ELEZIONI COMUNE PORTO TOLLE (ROVIGO) Il candidato sindaco Claudio Bellan risponde alle critiche di Pako Massaro sul suo operato: “abbiamo fatto più della Regione”

Lega sempre “fuori servizio” per il Delta

TedxRovigo
Regione assente per il Delta a differenza del Comune di Porto Tolle secondo Claudio Bellan che ripercorre, rispondendo alla critiche di Pako Massaro, quello che l’amministrazione da lui guidata ha fatto per il territorio soprattutto nel settore della pesca



Porto Tolle (Ro) - “L’amministrazione che si ricandida è civica e ha le mani libere dai partiti. Ed è stata fondamentale per ridare in cinque anni a Porto Tolle investimenti, opere e prospettive. Al contrario del mio avversario, per il quale la prospettiva è questa: l'unico filo diretto con la Lega sarà il guinzaglio che metterà a Pizzoli, perché nel vocabolario di questo partito le parole confronto e unità sono state cancellate e sostituite da commissariamento".

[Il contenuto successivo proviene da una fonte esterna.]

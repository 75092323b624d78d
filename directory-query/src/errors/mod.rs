//! Error types for the directory query engine.

use directory_repository::DirectoryRepositoryError;
use directory_shared::types::{BuildingId, OrganizationId};
use thiserror::Error;

/// Errors surfaced by the directory query engine.
///
/// An unknown organization is not an error: `get_detail` returns `Ok(None)` for it.
#[derive(Error, Debug)]
pub enum DirectoryError {
    /// Error from the underlying data store.
    #[error("Repository error: {0}")]
    Repository(#[from] DirectoryRepositoryError),

    /// An organization references a building that does not exist.
    #[error("Data integrity error: organization {organization_id} references missing building {building_id}")]
    MissingBuilding {
        organization_id: OrganizationId,
        building_id: BuildingId,
    },
}

impl DirectoryError {
    /// Create a missing building error.
    pub fn missing_building(organization_id: OrganizationId, building_id: BuildingId) -> Self {
        Self::MissingBuilding {
            organization_id,
            building_id,
        }
    }

    /// Returns true if the error reports stored data that violates its own invariants,
    /// as opposed to a store failure.
    pub fn is_integrity_violation(&self) -> bool {
        match self {
            Self::MissingBuilding { .. } => true,
            Self::Repository(err) => err.is_integrity_violation(),
        }
    }
}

Non si fa attendere la risposta di Claudio Bellan, sindaco di Porto Tolle e ricandidato alle prossime amministrative del 10 giugno, alle critiche sull’aerato dell’amministrazione Bellan sollevate da Pako Massaro, commissario della Lega di Porto Tolle che sostiene la candidatura a sindaco di Roberto Pizzoli (LEGGI ARTICOLO).

La Lega del commissario Massaro è quella che ha commissariato il Parco del Delta Veneto, e così ha tagliato fuori i Comuni, di qualsiasi colore politico, dalla gestione del territorio. - commenta - La realtà non sono le bugie raccontate da Massaro sull'apporto fondamentale che potrà avere la Lega. La realtà, invece, è che la Regione guidata dalla Lega, purtroppo, è fuori servizio in tutta la provincia di Rovigo, non solo nel Delta. E a Porto Tolle ha raddoppiato il ‘fuori servizio’ non per Bellan sindaco, ma con l'incapacità di essere un punto di riferimento perché è stata assente in ogni occasione in cui i sindaci del Delta hanno parlato di territorio e strategie comuni di sviluppo”.

“Che Zaia venga a Porto Tolle io me lo auguro da quando sono diventato sindaco e ho affrontato e risolto anche questioni come la riconversione della centrale Enel. - spiega - Zaia aveva cambiato addirittura la legge regionale per portare il carbone pulito. E poi, quando il progetto è tramontato, ha pensato solo a pulirsi le mani dal carbone. La Regione non c'è, è andata via dal Delta, non soltanto sulle questioni Enel, ma soprattutto su quelle di propria competenza: ciò che doveva essere ordinario, vivificare le lagune, assicurare sicurezza e navigabilità alla più grande impresa del Polesine, la pesca, è stato solo straordinario. E così le emergenze continuano”.

Secondo Bellan l’ultimo esempio nel settore pesca è il recente stanziamento di 700 mila euro (LEGGI ARTICOLO) “che è stato solo il risultato della manifestazione dei pescatori a Venezia, e non della programmazione regionale. Lo dimostra il fatto che la Regione, per spendere quei soldi, non ha ancora un progetto. - afferma - Il Comune di Porto Tolle, invece, in cinque anni di amministrazione Bellan ha eseguito opere e investimenti che solo per il settore pesca, per quanto di competenza, hanno raggiunto un valore di quasi tre milioni di euro, con una programmazione puntuale”.

A Scardovari in porto le opere in corso saranno ultimate entro la prima settimana di giugno con l'asfaltatura dei piazzali, il cantiere in programma a Pila aprirà entro il prossimo 15 giugno, - spiega - secondo le scadenze previste dopo l'aggiudicazione dei lavori, ancora a Pila continua il lavoro per approvare prima del termine del mandato amministrativo, e secondo le indicazioni dei consorzi di pesca, il progetto di gestione, così come a Scardovari.
Per i pescatori di Santa Giulia, dopo la gestione già affidata alla Coop locale, si procederà con l’estensione della convenzione per la gestione e per la realizzazione di un distributore carburanti. Ma come non ricordare l’elettrificazione della Sacca e di una parte delle cavane di Pila, un progetto da 500 mila euro, o che attraverso il Gruppo di Azione Costiera, questa amministrazione comunale ha programmato un progetto da 190 mila euro anche per lavori di vivificazione della Sacca del Canarin”.

“E se questo per il mondo della pesca è poco, - conclude - consiglio a Massaro di ammonire i suoi distratti suggeritori”.